Report: Top 30 pharma companies spent $112B on R&D in 2013
Thursday, December 18, 2014
The world’s leading 30 pharmaceutical companies spent a combined $112 billion on R&D in 2013, an increase of $723 million over the previous year, according to London-based research and consulting firm GlobalData.
The company’s report states that Roche was the R&D spending leader, outlaying nearly $10 billion in 2013. Meanwhile, Novartis and Johnson & Johnson (J&J) increased their R&D spend the most between 2012 and 2013, with each adding around $500 million to their respective clinics. Novartis’ R&D spending grew by 5.6% to $9.8 billion, and J&J spent $8.2 billion, which was up by 6.8% from 2012.

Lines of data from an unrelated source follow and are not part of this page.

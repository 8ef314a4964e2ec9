//! Victoria and Albert Museum collections API (v2).

use std::sync::{Arc, LazyLock};

use async_trait::async_trait;
use regex::Regex;
use serde_json::Value;

use super::{ClientOptions, MuseumApiClient};
use crate::models::ObjectRecord;
use crate::proxy::{ApiEndpoint, ParamNames, RequestProxy};
use crate::terms::SearchTermProvider;
use crate::utils::{extract_path, strip_light_markup};

pub(super) const MUSEUM_ID: &str = "vam";

const SEARCH_URL: &str = "https://api.vam.ac.uk/v2/objects/search";
const IMAGE_BASE_URL: &str = "https://framemark.vam.ac.uk/collections";
const COLLECTIONS_URL: &str = "https://collections.vam.ac.uk/item";

/// The API rejects page numbers above this.
const MAX_PAGE: u32 = 1000;

/// Trailing life-span on a maker name, e.g. `Morris, William (1834-1896)`.
static MAKER_DATES: LazyLock<Regex> =
    LazyLock::new(|| Regex::new(r"^(.*?)\s*(\([^()]*\d[^()]*\))\s*$").unwrap());

/// V&A backend.
pub struct VamClient {
    proxy: Arc<dyn RequestProxy>,
    endpoint: ApiEndpoint,
    terms: SearchTermProvider,
    options: ClientOptions,
}

impl VamClient {
    pub fn new(proxy: Arc<dyn RequestProxy>) -> Self {
        Self {
            proxy,
            endpoint: Self::api_endpoint(),
            terms: SearchTermProvider::new(),
            options: ClientOptions::default(),
        }
    }

    pub fn with_options(mut self, options: ClientOptions) -> Self {
        self.options = options;
        self
    }

    /// Search endpoint description for the V&A API.
    pub fn api_endpoint() -> ApiEndpoint {
        ApiEndpoint {
            name: MUSEUM_ID.to_string(),
            search_url: SEARCH_URL.to_string(),
            params: ParamNames {
                search_term: "q".to_string(),
                strict_item: "q_object_name".to_string(),
                id_filter: "kw_system_number".to_string(),
                page: "page".to_string(),
                page_size: "page_size".to_string(),
                random_order: Some("random".to_string()),
                image_only: Some("images_exist".to_string()),
            },
            count_path: "info.record_count".to_string(),
            records_path: "records".to_string(),
            max_page: MAX_PAGE,
            supports_random_order: true,
        }
    }
}

/// String at `path`, with numbers rendered and everything else empty.
fn text(raw: &Value, path: &str) -> String {
    match extract_path(raw, path) {
        Value::String(s) => s.trim().to_string(),
        Value::Number(n) => n.to_string(),
        _ => String::new(),
    }
}

/// Split a maker name into `(name, life_span)`.
fn split_maker(raw: &str) -> (String, String) {
    let name = raw.trim();
    let (name, dates) = match MAKER_DATES.captures(name) {
        Some(caps) => (
            caps.get(1).map_or("", |m| m.as_str()),
            caps.get(2).map_or("", |m| m.as_str()),
        ),
        None => (name, ""),
    };

    let lower = name.to_lowercase();
    if lower == "unknown" || lower == "unknown maker" {
        return (String::new(), String::new());
    }
    (name.to_string(), dates.to_string())
}

#[async_trait]
impl MuseumApiClient for VamClient {
    fn id(&self) -> &str {
        MUSEUM_ID
    }

    fn endpoint(&self) -> &ApiEndpoint {
        &self.endpoint
    }

    fn proxy(&self) -> &dyn RequestProxy {
        self.proxy.as_ref()
    }

    fn terms(&self) -> &SearchTermProvider {
        &self.terms
    }

    fn options(&self) -> &ClientOptions {
        &self.options
    }

    fn normalize(&self, raw: &Value) -> ObjectRecord {
        let id = text(raw, "systemNumber");
        let object_type = text(raw, "objectType");

        let mut title = strip_light_markup(&text(raw, "_primaryTitle"));
        if title.is_empty() {
            title = object_type.clone();
        }

        let (maker, maker_dates) = split_maker(&text(raw, "_primaryMaker.name"));

        let image_id = Some(text(raw, "_primaryImageId")).filter(|s| !s.is_empty());
        let image_url = image_id
            .as_deref()
            .map(|image_id| self.build_image_url(image_id))
            .unwrap_or_default();

        let mut description = text(raw, "summaryDescription");
        if description.is_empty() {
            description = text(raw, "briefDescription");
        }

        let mut record = ObjectRecord {
            collection_url: if id.is_empty() {
                String::new()
            } else {
                self.build_object_url(&id)
            },
            id,
            title,
            date: text(raw, "_primaryDate"),
            maker,
            maker_dates,
            place: text(raw, "_primaryPlace"),
            object_type,
            accession_number: text(raw, "accessionNumber"),
            museum_location: text(raw, "_currentLocation.displayName"),
            image_id,
            image_url,
            description: strip_light_markup(&description),
        };
        record.ensure_description();
        record
    }

    fn build_image_url(&self, image_id: &str) -> String {
        format!("{}/{}/full/!800,800/0/default.jpg", IMAGE_BASE_URL, image_id)
    }

    fn build_object_url(&self, id: &str) -> String {
        format!("{}/{}", COLLECTIONS_URL, id)
    }
}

Adam Dion, an industry analyst with GlobalData, said that the increase in R&D spending was partly due to drug makers advancing their pipeline programs into later-stage clinical trials, which generally are more costly.
Dion said, “Roche’s R&D spending was bolstered by continued investments in its oncology and neuroscience therapeutic areas, such as the company’s investigational anti-PD-L1 antibody targeting lung cancer, and the advancement of its programs for Alzheimer’s disease. Novartis’ R&D spending grew largely due to its Alcon subsidiary, which allocated additional resources to R&D to develop new eye care products. The company’s vaccine and diagnostics products business invested heavily to bring to market its meningitis B vaccine, Bexsero.”
Despite the sector increase in R&D spending, a number of large pharmaceutical firms pulled back on clinical investment in 2013.
According to Dion, “In efforts to improve profit margins, cost-cutting still remains a strategic necessity for some players. Many companies reduced their workforces to help stabilize profits in the aftermath of patent losses. Pfizer shaved over $1.2 billion in R&D spend after losing market exclusivity on Lipitor and Caduet, while Merck continued with its multi-year restructuring program, cutting over $600 million from its clinical operations in 2013 after its respiratory therapy Singular saw its patent lapse.”